CHIF aka Ekiti Sound balance son nouveau mix sonore en forme de dialogue Londres/Lagos en y intégrant aussi bien la culture des sound systems, que celle du hiphop et de l’afrobeat pour un nouveau global mix à sa mesure. Et cela sonne total OSNI (objet sonore non identifié) comme en 1983, l’album du début de la collaboration entre le Français Hector Zazou et le Congolais Boni Bikaye : un album repéré par le New Musical Express comme significatif de l’année, sorte de croisement entre Fela et Kraftwerk ou DAF. C’est tellement flagrant qu’on vous en met un titre … mais en même temps, et heureusement, ça va bien au-delà.

Un fois qu’on a trouvé la source du Nil blanc, on regarde le cours …  et c’est clair que tous les éléments évoqués plus haut, à commencer par la culture sound system et le hip hop sont bien présents par l’emploi des voix en talk over et de certaines rythmiques, mais on sent aussi l’Afrique et Lagos en particulier avec des évocations aussi bien de Fela que de King Sunny Adé sur le superbe Song for Lara.

En résulte un objet sonore électronique sans frontière qui s’appuie sur les constantes du funk et de la pop nigériane pour défricher de nouveaux terrains, en regardant autant du côté de la Nouvelle-Orléans, que du dancehall digital (Ife), du big beat, de la drum’n’bass et du hip hop voire des rituels dance africains, pour un mix qui sonne des fois comme Neneh Cherry sur Timeless - c’est dire la largeur du son envisagé.

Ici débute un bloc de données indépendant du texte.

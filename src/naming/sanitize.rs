//! Identifier Sanitization
//!
//! The execution backend follows Kubernetes naming conventions for step
//! names, which differ from the identifiers the workflow compiler emits.

/// Converts a step name into the target platform's identifier alphabet.
///
/// Underscores become hyphens, characters are lowercased and all
/// whitespace is removed. The function is total and idempotent.
///
/// # Example
///
/// ```
/// use cwl2compute::naming::sanitize;
///
/// assert_eq!(sanitize("My_Step Name"), "my-step-name");
/// assert_eq!(sanitize("FileRenaming"), "filerenaming");
/// ```
pub fn sanitize(name: &str) -> String {
    name.chars()
        .filter(|c| !c.is_whitespace())
        .map(|c| if c == '_' { '-' } else { c })
        .flat_map(char::to_lowercase)
        .collect()
}

/// Characters treated as word breaks when deriving a plugin class name.
const CLASS_NAME_BREAKS: &[char] = &['(', ')', '<', '>', '-', '_'];

/// Derives the class-style name the plugin registry uses for a manifest name.
///
/// Word breaks are removed, each word is title-cased and `/` becomes `_`.
///
/// # Example
///
/// ```
/// use cwl2compute::naming::class_name;
///
/// assert_eq!(class_name("File Renaming"), "FileRenaming");
/// assert_eq!(class_name("OME Converter (v2)"), "OmeConverterV2");
/// ```
pub fn class_name(name: &str) -> String {
    let mut result = String::with_capacity(name.len());
    let mut previous_cased = false;

    for ch in name.chars() {
        if CLASS_NAME_BREAKS.contains(&ch) || ch == ' ' {
            previous_cased = false;
            continue;
        }

        if ch == '/' {
            result.push('_');
            previous_cased = false;
            continue;
        }

        if ch.is_alphabetic() {
            if previous_cased {
                result.extend(ch.to_lowercase());
            } else {
                result.extend(ch.to_uppercase());
            }
            previous_cased = true;
        } else {
            result.push(ch);
            previous_cased = false;
        }
    }

    result
}
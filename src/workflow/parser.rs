//! Document Loading
//!
//! Reads the documents a translation consumes and writes the spec it
//! produces. CWL and job-input documents are YAML (JSON is accepted as
//! the YAML subset it is); the Compute spec is written as JSON.

use std::fs;
use std::path::Path;

use log::{debug, info};
use serde::de::DeserializeOwned;

use super::model::{ComputeWorkflow, CwlWorkflow, JobInputs, ToolDefinition};
use crate::error::{Result, TranslateError};

/// Reads and deserializes a YAML document.
///
/// `what` names the document in errors, e.g. "workflow document".
pub fn read_yaml<T: DeserializeOwned>(path: &Path, what: &'static str) -> Result<T> {
    if !path.exists() {
        return Err(TranslateError::MissingArtifact {
            what,
            path: path.to_path_buf(),
        });
    }

    let content = fs::read_to_string(path).map_err(|source| TranslateError::Io {
        path: path.to_path_buf(),
        source,
    })?;

    debug!("Read {} '{}' ({} bytes)", what, path.display(), content.len());

    serde_yaml::from_str(&content).map_err(|source| TranslateError::Parse {
        path: path.to_path_buf(),
        source,
    })
}

/// Loads a compiled workflow document.
///
/// # Example
///
/// ```rust,no_run
/// use std::path::Path;
/// use cwl2compute::workflow::load_workflow;
///
/// fn main() -> Result<(), Box<dyn std::error::Error>> {
///     let workflow = load_workflow(Path::new("autogenerated/viz_workflow.cwl"))?;
///     println!("Loaded {} steps", workflow.steps.len());
///     Ok(())
/// }
/// ```
pub fn load_workflow(path: &Path) -> Result<CwlWorkflow> {
    info!("Loading workflow from: {}", path.display());

    let workflow: CwlWorkflow = read_yaml(path, "workflow document")?;

    info!(
        "Parsed {} steps, {} inputs, {} outputs",
        workflow.steps.len(),
        workflow.inputs.len(),
        workflow.outputs.len()
    );
    Ok(workflow)
}

/// Loads the job-input document generated alongside a compiled workflow.
///
/// An empty document yields an empty mapping.
pub fn load_job_inputs(path: &Path) -> Result<JobInputs> {
    info!("Loading job inputs from: {}", path.display());

    let inputs: Option<JobInputs> = read_yaml(path, "job inputs")?;
    let inputs = inputs.unwrap_or_default();

    debug!("Parsed {} job inputs", inputs.len());
    Ok(inputs)
}

/// Loads a materialized tool definition.
pub fn load_tool_definition(path: &Path) -> Result<ToolDefinition> {
    read_yaml(path, "tool definition")
}

/// Writes a Compute workflow spec as pretty-printed JSON.
///
/// Parent directories are created as needed.
pub fn save_compute_workflow(workflow: &ComputeWorkflow, path: &Path) -> Result<()> {
    let io_error = |source| TranslateError::Io {
        path: path.to_path_buf(),
        source,
    };

    if let Some(parent) = path.parent().filter(|p| !p.as_os_str().is_empty()) {
        fs::create_dir_all(parent).map_err(io_error)?;
    }

    let json = serde_json::to_string_pretty(workflow)?;
    fs::write(path, json).map_err(io_error)?;

    info!("Compute workflow saved to: {}", path.display());
    Ok(())
}
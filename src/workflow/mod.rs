//! Workflow Document Module
//!
//! Data structures and I/O for the documents a translation reads and
//! writes, plus the validation rules applied to them.
//!
//! # Structure
//!
//! - [`model`]: Compiled workflow, tool definition and Compute spec types
//! - [`parser`]: YAML loading and JSON saving
//! - [`validator`]: Binding and reference integrity checks

pub mod model;
pub mod parser;
pub mod validator;

pub use model::{
    ComputeWorkflow, CwlStep, CwlWorkflow, DirectoryAttribute, DirectoryValue, JobInputs,
    RunDefinition, ToolDefinition,
};
pub use parser::{load_job_inputs, load_tool_definition, load_workflow, save_compute_workflow};
pub use validator::{validate_bindings, validate_references};
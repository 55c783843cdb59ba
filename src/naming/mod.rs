//! Identifier Naming Module
//!
//! Handles the identifiers the workflow compiler generates and their
//! translation into names the execution backend accepts.
//!
//! # Structure
//!
//! - [`qualified`]: Qualified step/parameter names and dependency references
//! - [`sanitize`]: Target-platform identifier rules

pub mod qualified;
pub mod sanitize;

pub use qualified::{NotQualifiedName, QualifiedName, Reference};
pub use sanitize::{class_name, sanitize};
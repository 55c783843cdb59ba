//! Translation Configuration
//!
//! Settings consumed by a translation run. Values come from defaults, an
//! optional YAML file and `CWL2COMPUTE_*` environment variables, in that
//! order of increasing priority; the CLI applies its flags last.
//!
//! # Example YAML Format
//!
//! ```yaml
//! working_root: /home/user/viz-workflow
//! target_root: /data/outputs
//! driver: argo
//! paths_as_strings: true
//! directory_attribute_is_path: true
//! ```

use std::env;
use std::path::{Path, PathBuf};

use log::debug;
use serde::{Deserialize, Serialize};

use crate::error::Result;
use crate::workflow::model::DirectoryAttribute;
use crate::workflow::parser::read_yaml;

/// Mount root of step outputs on the execution backend.
pub const DEFAULT_TARGET_ROOT: &str = "/data/outputs";

/// Execution backend targeted by default.
pub const DEFAULT_DRIVER: &str = "argo";

/// Configuration of a translation run.
#[derive(Serialize, Deserialize, Debug, Clone, PartialEq)]
#[serde(default)]
pub struct TranslationConfig {
    /// Local root the workflow compiler ran in
    pub working_root: PathBuf,

    /// Root under which the backend mounts step directories
    pub target_root: PathBuf,

    /// Backend driver tag written into the spec
    pub driver: String,

    /// Emit step bindings as plain reference strings instead of `{source}` objects
    pub paths_as_strings: bool,

    /// Directory values carry `path` (true) or `location` (false)
    pub directory_attribute_is_path: bool,
}

impl Default for TranslationConfig {
    fn default() -> Self {
        Self {
            working_root: env::current_dir().unwrap_or_else(|_| PathBuf::from(".")),
            target_root: PathBuf::from(DEFAULT_TARGET_ROOT),
            driver: DEFAULT_DRIVER.to_string(),
            paths_as_strings: true,
            directory_attribute_is_path: true,
        }
    }
}

impl TranslationConfig {
    /// Creates a configuration with explicit roots and default flags.
    pub fn new(working_root: impl Into<PathBuf>, target_root: impl Into<PathBuf>) -> Self {
        Self {
            working_root: working_root.into(),
            target_root: target_root.into(),
            ..Self::default()
        }
    }

    /// Loads a configuration file. Missing keys take their defaults.
    pub fn from_file(path: &Path) -> Result<Self> {
        let config: Self = read_yaml(path, "configuration file")?;
        debug!("Loaded configuration from {}: {:?}", path.display(), config);
        Ok(config)
    }

    /// Applies `CWL2COMPUTE_*` environment overrides.
    pub fn with_env_overrides(self) -> Self {
        self.with_overrides(|key| env::var(key).ok())
    }

    /// Applies overrides from an arbitrary variable source.
    pub fn with_overrides(mut self, lookup: impl Fn(&str) -> Option<String>) -> Self {
        if let Some(root) = lookup("CWL2COMPUTE_WORKING_ROOT") {
            self.working_root = PathBuf::from(root);
        }
        if let Some(root) = lookup("CWL2COMPUTE_TARGET_ROOT") {
            self.target_root = PathBuf::from(root);
        }
        if let Some(driver) = lookup("CWL2COMPUTE_DRIVER") {
            self.driver = driver;
        }
        if let Some(flag) = lookup("CWL2COMPUTE_PATHS_AS_STRINGS").and_then(|v| parse_flag(&v)) {
            self.paths_as_strings = flag;
        }
        if let Some(flag) = lookup("CWL2COMPUTE_DIRECTORY_PATH").and_then(|v| parse_flag(&v)) {
            self.directory_attribute_is_path = flag;
        }
        self
    }

    pub fn with_driver(mut self, driver: impl Into<String>) -> Self {
        self.driver = driver.into();
        self
    }

    pub fn with_paths_as_strings(mut self, enabled: bool) -> Self {
        self.paths_as_strings = enabled;
        self
    }

    pub fn with_directory_attribute_is_path(mut self, enabled: bool) -> Self {
        self.directory_attribute_is_path = enabled;
        self
    }

    /// Directory attribute the target format requires.
    pub fn directory_attribute(&self) -> DirectoryAttribute {
        if self.directory_attribute_is_path {
            DirectoryAttribute::Path
        } else {
            DirectoryAttribute::Location
        }
    }
}

fn parse_flag(value: &str) -> Option<bool> {
    match value.trim().to_ascii_lowercase().as_str() {
        "1" | "true" | "yes" | "on" => Some(true),
        "0" | "false" | "no" | "off" => Some(false),
        _ => None,
    }
}
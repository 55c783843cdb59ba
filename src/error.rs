//! Translation Errors
//!
//! Every fatal condition raised while translating a workflow. Malformed
//! qualified names are not represented here: they are an expected outcome
//! handled locally by [`crate::naming::NotQualifiedName`].

use std::path::PathBuf;

use thiserror::Error;

/// Coarse classification of translation failures.
#[derive(Debug, Clone, Copy, PartialEq, Eq)]
pub enum ErrorKind {
    /// A referenced file does not exist on disk.
    MissingArtifact,
    /// A name or reference does not resolve to anything known.
    UnresolvedReference,
    /// A tool definition is missing mandatory content.
    IncompleteDefinition,
    /// A document could not be read or has an unexpected shape.
    InvalidDocument,
}

/// Fatal error aborting a translation.
#[derive(Debug, Error)]
pub enum TranslateError {
    #[error("Missing {what}: {}", path.display())]
    MissingArtifact { what: &'static str, path: PathBuf },

    #[error("Step '{step}' runs tool '{tool}' which is not in the tool catalog")]
    UnresolvedStepReference { step: String, tool: String },

    #[error("Plugin '{name}' not found in registry ({known} plugins registered)")]
    PluginNotFound { name: String, known: usize },

    #[error("Tool definition for step '{step}' has no baseCommand and plugin '{plugin}' does not declare one")]
    MissingBaseCommand { step: String, plugin: String },

    #[error("Step '{step}' binds {direction} '{param}' which tool '{tool}' does not declare")]
    UnknownParameter {
        step: String,
        tool: String,
        direction: &'static str,
        param: String,
    },

    #[error("Reference '{reference}' in {location} does not resolve")]
    DanglingReference { location: String, reference: String },

    #[error("'{first}' and '{second}' both rename to '{renamed}' in {section}")]
    NameCollision {
        section: &'static str,
        first: String,
        second: String,
        renamed: String,
    },

    #[error("Invalid {what}: {message}")]
    InvalidDocument { what: String, message: String },

    #[error("Failed to read '{}': {source}", path.display())]
    Io {
        path: PathBuf,
        #[source]
        source: std::io::Error,
    },

    #[error("Failed to parse '{}': {source}", path.display())]
    Parse {
        path: PathBuf,
        #[source]
        source: serde_yaml::Error,
    },

    #[error("Invalid plugin manifest '{}': {source}", path.display())]
    Manifest {
        path: PathBuf,
        #[source]
        source: serde_json::Error,
    },

    #[error(transparent)]
    Json(#[from] serde_json::Error),
}

impl TranslateError {
    /// Maps the error onto the translation failure taxonomy.
    pub fn kind(&self) -> ErrorKind {
        match self {
            Self::MissingArtifact { .. } => ErrorKind::MissingArtifact,
            Self::UnresolvedStepReference { .. }
            | Self::PluginNotFound { .. }
            | Self::DanglingReference { .. } => ErrorKind::UnresolvedReference,
            Self::MissingBaseCommand { .. } | Self::UnknownParameter { .. } => {
                ErrorKind::IncompleteDefinition
            }
            Self::NameCollision { .. }
            | Self::InvalidDocument { .. }
            | Self::Io { .. }
            | Self::Parse { .. }
            | Self::Manifest { .. }
            | Self::Json(_) => ErrorKind::InvalidDocument,
        }
    }

    pub(crate) fn invalid(what: impl Into<String>, message: impl Into<String>) -> Self {
        Self::InvalidDocument {
            what: what.into(),
            message: message.into(),
        }
    }
}

/// Result alias used across the translation pipeline.
pub type Result<T, E = TranslateError> = std::result::Result<T, E>;
//! cwl2compute - Compiled Workflow Translator
//!
//! Turns CWL workflows produced by a workflow compiler into Compute workflow
//! specs and submits them to the Compute service. Compiled workflows address
//! steps with structured names such as `wf__0__FileRenaming___outDir`; the
//! translation renames them, rewrites directory paths into the backend's
//! mount namespace and inlines every tool definition, keeping each
//! inter-step dependency intact.
//!
//! # Architecture
//!
//! - [`naming`]: Qualified names, dependency references and identifier sanitization
//! - [`workflow`]: Document types, loading/saving and validation
//! - [`registry`]: Plugin manifests supplying missing entrypoints
//! - [`translate`]: Path rewriting, run-definition inlining and the translation driver
//! - [`submit`]: Token service and Compute HTTP client
//! - [`config`]: Translation settings
//!
//! # Example
//!
//! ```rust,no_run
//! use std::path::Path;
//! use cwl2compute::{save_compute_workflow, PluginRegistry, ToolCatalog, TranslationConfig, Translator};
//!
//! fn main() -> Result<(), Box<dyn std::error::Error>> {
//!     let catalog = ToolCatalog::from_dir(Path::new("autogenerated/cwl_adapters"))?;
//!     let registry = PluginRegistry::load_default()?;
//!
//!     let config = TranslationConfig::new("/home/user/viz", "/data/outputs");
//!     let translator = Translator::new(config, &catalog, &registry);
//!     let spec = translator.translate_files(
//!         Path::new("autogenerated/viz_workflow.cwl"),
//!         Path::new("autogenerated/viz_workflow_inputs.yml"),
//!     )?;
//!
//!     save_compute_workflow(&spec, Path::new("compute/viz_workflow.json"))?;
//!     Ok(())
//! }
//! ```

pub mod config;
pub mod error;
pub mod naming;
pub mod registry;
pub mod submit;
pub mod translate;
pub mod workflow;

// Re-export commonly used types
pub use config::TranslationConfig;
pub use error::{ErrorKind, Result, TranslateError};
pub use naming::{sanitize, QualifiedName};
pub use registry::PluginRegistry;
pub use translate::{ToolCatalog, Translator};
pub use workflow::model::{ComputeWorkflow, CwlWorkflow};
pub use workflow::parser::save_compute_workflow;

/// Library version
pub const VERSION: &str = env!("CARGO_PKG_VERSION");

/// Application name
pub const APP_NAME: &str = "cwl2compute";

#[cfg(test)]
mod tests {
    use super::*;

    #[test]
    fn test_library_version() {
        assert!(!VERSION.is_empty());
        assert!(VERSION.contains('.'));
    }

    #[test]
    fn test_app_name() {
        assert_eq!(APP_NAME, "cwl2compute");
    }

    #[test]
    fn test_module_exports_naming() {
        let name = QualifiedName::parse("wf__0__My_Step Name___outDir").unwrap();
        assert_eq!(name.sanitized_step(), sanitize("My_Step Name"));
        assert_eq!(sanitize("My_Step Name"), "my-step-name");
    }

    #[test]
    fn test_module_exports_translator() {
        let catalog = ToolCatalog::new();
        let registry = PluginRegistry::new();
        let translator = Translator::new(TranslationConfig::default(), &catalog, &registry);
        assert_eq!(translator.config().driver, "argo");
    }
}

Nul doute que Miss Dynamite sera un succès club cet l’été avec son refrain “motherfucker, we don’t care” réglé pour de nouvelles nuits hédonistes ; mais aussi pour sa construction en accords de piano house et samples de guitare qui tournent autour d’un beat quasi kwaito. On notera aussi la suite Maybe There’s A Rainbow qui démarre avec un chant tranquille pour aller se transformer en un collage psyché sur Super String Theory.  

Un peu labyrinthique à la première écoute, tous les éléments se mettent bientôt en place pour en montrer la cohésion et la finesse du propos. Au-delà de l’actualisation du son électronique africain et du mélange des genres tellement réussi qu’on ne voit plus les collages sonores, un truc absolument chatoyant. Vraiment fort et donc absolument recommandé.